Give back the entries in full, exactly as they are written.

[[ Information given open ]]

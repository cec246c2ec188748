use std::io;
use std::io::ErrorKind;
use std::time::Duration;

use crate::tuner::node::{
    Access, DeviceNode, DvbBackend, FrontendInfo, FrontendStatus, NodeKind, PesFilter, Readiness,
};
use crate::tuner::translate::MiniCmd;

const UNSUPPORTED_MSG: &str = "DVB device access is not supported on this platform (supported: Linux)";

fn unsupported<T>() -> io::Result<T> {
    Err(io::Error::new(ErrorKind::Unsupported, UNSUPPORTED_MSG))
}

#[derive(Debug, Default, Clone, Copy)]
pub struct UnsupportedBackend;

/// Never constructed; exists so the session type can be named.
pub enum NoDir {}

pub enum NoNode {}

impl DvbBackend for UnsupportedBackend {
    type Dir = NoDir;
    type Node = NoNode;

    fn open_adapter(&self, _adapter: u8) -> io::Result<NoDir> {
        unsupported()
    }

    fn duplicate_dir(&self, dir: &NoDir) -> io::Result<NoDir> {
        match *dir {}
    }

    fn open_node(&self, dir: &NoDir, _: u8, _: NodeKind, _: Access) -> io::Result<NoNode> {
        match *dir {}
    }

    fn wait(&self, data: &NoNode, _: Option<&NoNode>, _: Duration) -> io::Result<Readiness> {
        match *data {}
    }
}

impl DeviceNode for NoNode {
    fn set_buffer_size(&self, _: u32) -> io::Result<()> {
        match *self {}
    }
    fn set_pes_filter(&self, _: &PesFilter) -> io::Result<()> {
        match *self {}
    }
    fn add_pid(&self, _: u16) -> io::Result<()> {
        match *self {}
    }
    fn remove_pid(&self, _: u16) -> io::Result<()> {
        match *self {}
    }
    fn frontend_info(&self) -> io::Result<FrontendInfo> {
        match *self {}
    }
    fn set_properties(&self, _: &[(u32, u32)]) -> io::Result<()> {
        match *self {}
    }
    fn read_status(&self) -> io::Result<FrontendStatus> {
        match *self {}
    }
    fn signal_strength(&self) -> io::Result<u16> {
        match *self {}
    }
    fn snr(&self) -> io::Result<u16> {
        match *self {}
    }
    fn ber(&self) -> io::Result<u32> {
        match *self {}
    }
    fn uncorrected_blocks(&self) -> io::Result<u32> {
        match *self {}
    }
    fn next_event(&self) -> io::Result<FrontendStatus> {
        match *self {}
    }
    fn enable_high_lnb_voltage(&self, _: bool) -> io::Result<()> {
        match *self {}
    }
    fn diseqc_send_master_cmd(&self, _: &[u8]) -> io::Result<()> {
        match *self {}
    }
    fn diseqc_send_burst(&self, _: MiniCmd) -> io::Result<()> {
        match *self {}
    }
    fn read(&self, _: &mut [u8]) -> io::Result<usize> {
        match *self {}
    }
}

[[ Information given closed ]]

» Task result
repository cec246c2ec188748
use std::io;
use std::io::ErrorKind;
use std::time::Duration;

use crate::tuner::node::{
    Access, DeviceNode, DvbBackend, FrontendInfo, FrontendStatus, NodeKind, PesFilter, Readiness,
};
use crate::tuner::translate::MiniCmd;

const UNSUPPORTED_MSG: &str = "DVB device access is not supported on this platform (supported: Linux)";

fn unsupported<T>() -> io::Result<T> {
    Err(io::Error::new(ErrorKind::Unsupported, UNSUPPORTED_MSG))
}

#[derive(Debug, Default, Clone, Copy)]
pub struct UnsupportedBackend;

/// Never constructed; exists so the session type can be named.
pub enum NoDir {}

pub enum NoNode {}

impl DvbBackend for UnsupportedBackend {
    type Dir = NoDir;
    type Node = NoNode;

    fn open_adapter(&self, _adapter: u8) -> io::Result<NoDir> {
        unsupported()
    }

    fn duplicate_dir(&self, dir: &NoDir) -> io::Result<NoDir> {
        match *dir {}
    }

    fn open_node(&self, dir: &NoDir, _: u8, _: NodeKind, _: Access) -> io::Result<NoNode> {
        match *dir {}
    }

    fn wait(&self, data: &NoNode, _: Option<&NoNode>, _: Duration) -> io::Result<Readiness> {
        match *data {}
    }
}

impl DeviceNode for NoNode {
    fn set_buffer_size(&self, _: u32) -> io::Result<()> {
        match *self {}
    }
    fn set_pes_filter(&self, _: &PesFilter) -> io::Result<()> {
        match *self {}
    }
    fn add_pid(&self, _: u16) -> io::Result<()> {
        match *self {}
    }
    fn remove_pid(&self, _: u16) -> io::Result<()> {
        match *self {}
    }
    fn frontend_info(&self) -> io::Result<FrontendInfo> {
        match *self {}
    }
    fn set_properties(&self, _: &[(u32, u32)]) -> io::Result<()> {
        match *self {}
    }
    fn read_status(&self) -> io::Result<FrontendStatus> {
        match *self {}
    }
    fn signal_strength(&self) -> io::Result<u16> {
        match *self {}
    }
    fn snr(&self) -> io::Result<u16> {
        match *self {}
    }
    fn ber(&self) -> io::Result<u32> {
        match *self {}
    }
    fn uncorrected_blocks(&self) -> io::Result<u32> {
        match *self {}
    }
    fn next_event(&self) -> io::Result<FrontendStatus> {
        match *self {}
    }
    fn enable_high_lnb_voltage(&self, _: bool) -> io::Result<()> {
        match *self {}
    }
    fn diseqc_send_master_cmd(&self, _: &[u8]) -> io::Result<()> {
        match *self {}
    }
    fn diseqc_send_burst(&self, _: MiniCmd) -> io::Result<()> {
        match *self {}
    }
    fn read(&self, _: &mut [u8]) -> io::Result<usize> {
        match *self {}
    }
}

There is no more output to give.